**DATA EXCERPTS:**
※ ※ ※

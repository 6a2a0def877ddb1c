//! Burst policy: how long an occupant keeps the service slot.

use serde::{Deserialize, Serialize};

use crate::error::{QueueError, Result};

/// Rule deciding whether the occupant keeps the slot after a tick.
///
/// # Example
///
/// ```
/// use u_service_queue::models::BurstPolicy;
///
/// let policy = BurstPolicy::FixedQuantum(2);
/// assert!(policy.keeps_slot(1, false));
/// assert!(!policy.keeps_slot(2, false));
/// ```
#[derive(Debug, Clone, Copy, Default, PartialEq, Eq, Serialize, Deserialize)]
#[serde(rename_all = "snake_case")]
pub enum BurstPolicy {
    /// The occupant keeps the slot until its demand reaches zero.
    #[default]
    RunToCompletion,
    /// The occupant's turn ends after every tick.
    EveryTick,
    /// The occupant keeps the slot for exactly `n` consecutive ticks,
    /// even if its demand runs out earlier.
    FixedQuantum(usize),
}

impl BurstPolicy {
    /// Rejects a zero quantum.
    pub fn validate(&self) -> Result<()> {
        match self {
            Self::FixedQuantum(0) => Err(QueueError::invalid("quantum must be positive")),
            _ => Ok(()),
        }
    }

    /// The fixed time slice, if any.
    pub fn quantum(&self) -> Option<usize> {
        match self {
            Self::FixedQuantum(n) => Some(*n),
            _ => None,
        }
    }

    /// Whether the policy lets an occupant run until it is finished.
    pub fn run_to_completion(&self) -> bool {
        matches!(self, Self::RunToCompletion)
    }

    /// Continue-serving condition, evaluated after `elapsed` ticks of the
    /// current turn.
    pub fn keeps_slot(&self, elapsed: usize, occupant_done: bool) -> bool {
        let within_quantum = self.quantum().is_some_and(|quantum| elapsed < quantum);
        within_quantum || (self.run_to_completion() && !occupant_done)
    }
}

#[cfg(test)]
mod tests {
    use super::*;

    #[test]
    fn test_validate_quantum() {
        assert!(BurstPolicy::FixedQuantum(1).validate().is_ok());
        assert!(BurstPolicy::RunToCompletion.validate().is_ok());
        assert!(matches!(
            BurstPolicy::FixedQuantum(0).validate(),
            Err(QueueError::InvalidArgument(_))
        ));
    }

    #[test]
    fn test_keeps_slot() {
        assert!(!BurstPolicy::EveryTick.keeps_slot(1, false));

        assert!(BurstPolicy::RunToCompletion.keeps_slot(7, false));
        assert!(!BurstPolicy::RunToCompletion.keeps_slot(7, true));

        // A finished client still holds the slot until the quantum expires.
        assert!(BurstPolicy::FixedQuantum(3).keeps_slot(1, true));
        assert!(!BurstPolicy::FixedQuantum(3).keeps_slot(3, false));
    }

    #[test]
    fn test_serde_names() {
        let json = serde_json::to_string(&BurstPolicy::FixedQuantum(4)).unwrap();
        assert_eq!(json, r#"{"fixed_quantum":4}"#);
        let policy: BurstPolicy = serde_json::from_str(r#""run_to_completion""#).unwrap();
        assert_eq!(policy, BurstPolicy::RunToCompletion);
    }
}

※ ※ ※

**TASK:**
All of the data above should be transcribed exactly.

**OUTPUT FOR THIS EXERCISE:**
repository 6a2a0def877ddb1c
//! Burst policy: how long an occupant keeps the service slot.

use serde::{Deserialize, Serialize};

use crate::error::{QueueError, Result};

/// Rule deciding whether the occupant keeps the slot after a tick.
///
/// # Example
///
/// ```
/// use u_service_queue::models::BurstPolicy;
///
/// let policy = BurstPolicy::FixedQuantum(2);
/// assert!(policy.keeps_slot(1, false));
/// assert!(!policy.keeps_slot(2, false));
/// ```
#[derive(Debug, Clone, Copy, Default, PartialEq, Eq, Serialize, Deserialize)]
#[serde(rename_all = "snake_case")]
pub enum BurstPolicy {
    /// The occupant keeps the slot until its demand reaches zero.
    #[default]
    RunToCompletion,
    /// The occupant's turn ends after every tick.
    EveryTick,
    /// The occupant keeps the slot for exactly `n` consecutive ticks,
    /// even if its demand runs out earlier.
    FixedQuantum(usize),
}

impl BurstPolicy {
    /// Rejects a zero quantum.
    pub fn validate(&self) -> Result<()> {
        match self {
            Self::FixedQuantum(0) => Err(QueueError::invalid("quantum must be positive")),
            _ => Ok(()),
        }
    }

    /// The fixed time slice, if any.
    pub fn quantum(&self) -> Option<usize> {
        match self {
            Self::FixedQuantum(n) => Some(*n),
            _ => None,
        }
    }

    /// Whether the policy lets an occupant run until it is finished.
    pub fn run_to_completion(&self) -> bool {
        matches!(self, Self::RunToCompletion)
    }

    /// Continue-serving condition, evaluated after `elapsed` ticks of the
    /// current turn.
    pub fn keeps_slot(&self, elapsed: usize, occupant_done: bool) -> bool {
        let within_quantum = self.quantum().is_some_and(|quantum| elapsed < quantum);
        within_quantum || (self.run_to_completion() && !occupant_done)
    }
}

#[cfg(test)]
mod tests {
    use super::*;

    #[test]
    fn test_validate_quantum() {
        assert!(BurstPolicy::FixedQuantum(1).validate().is_ok());
        assert!(BurstPolicy::RunToCompletion.validate().is_ok());
        assert!(matches!(
            BurstPolicy::FixedQuantum(0).validate(),
            Err(QueueError::InvalidArgument(_))
        ));
    }

    #[test]
    fn test_keeps_slot() {
        assert!(!BurstPolicy::EveryTick.keeps_slot(1, false));

        assert!(BurstPolicy::RunToCompletion.keeps_slot(7, false));
        assert!(!BurstPolicy::RunToCompletion.keeps_slot(7, true));

        // A finished client still holds the slot until the quantum expires.
        assert!(BurstPolicy::FixedQuantum(3).keeps_slot(1, true));
        assert!(!BurstPolicy::FixedQuantum(3).keeps_slot(3, false));
    }

    #[test]
    fn test_serde_names() {
        let json = serde_json::to_string(&BurstPolicy::FixedQuantum(4)).unwrap();
        assert_eq!(json, r#"{"fixed_quantum":4}"#);
        let policy: BurstPolicy = serde_json::from_str(r#""run_to_completion""#).unwrap();
        assert_eq!(policy, BurstPolicy::RunToCompletion);
    }
}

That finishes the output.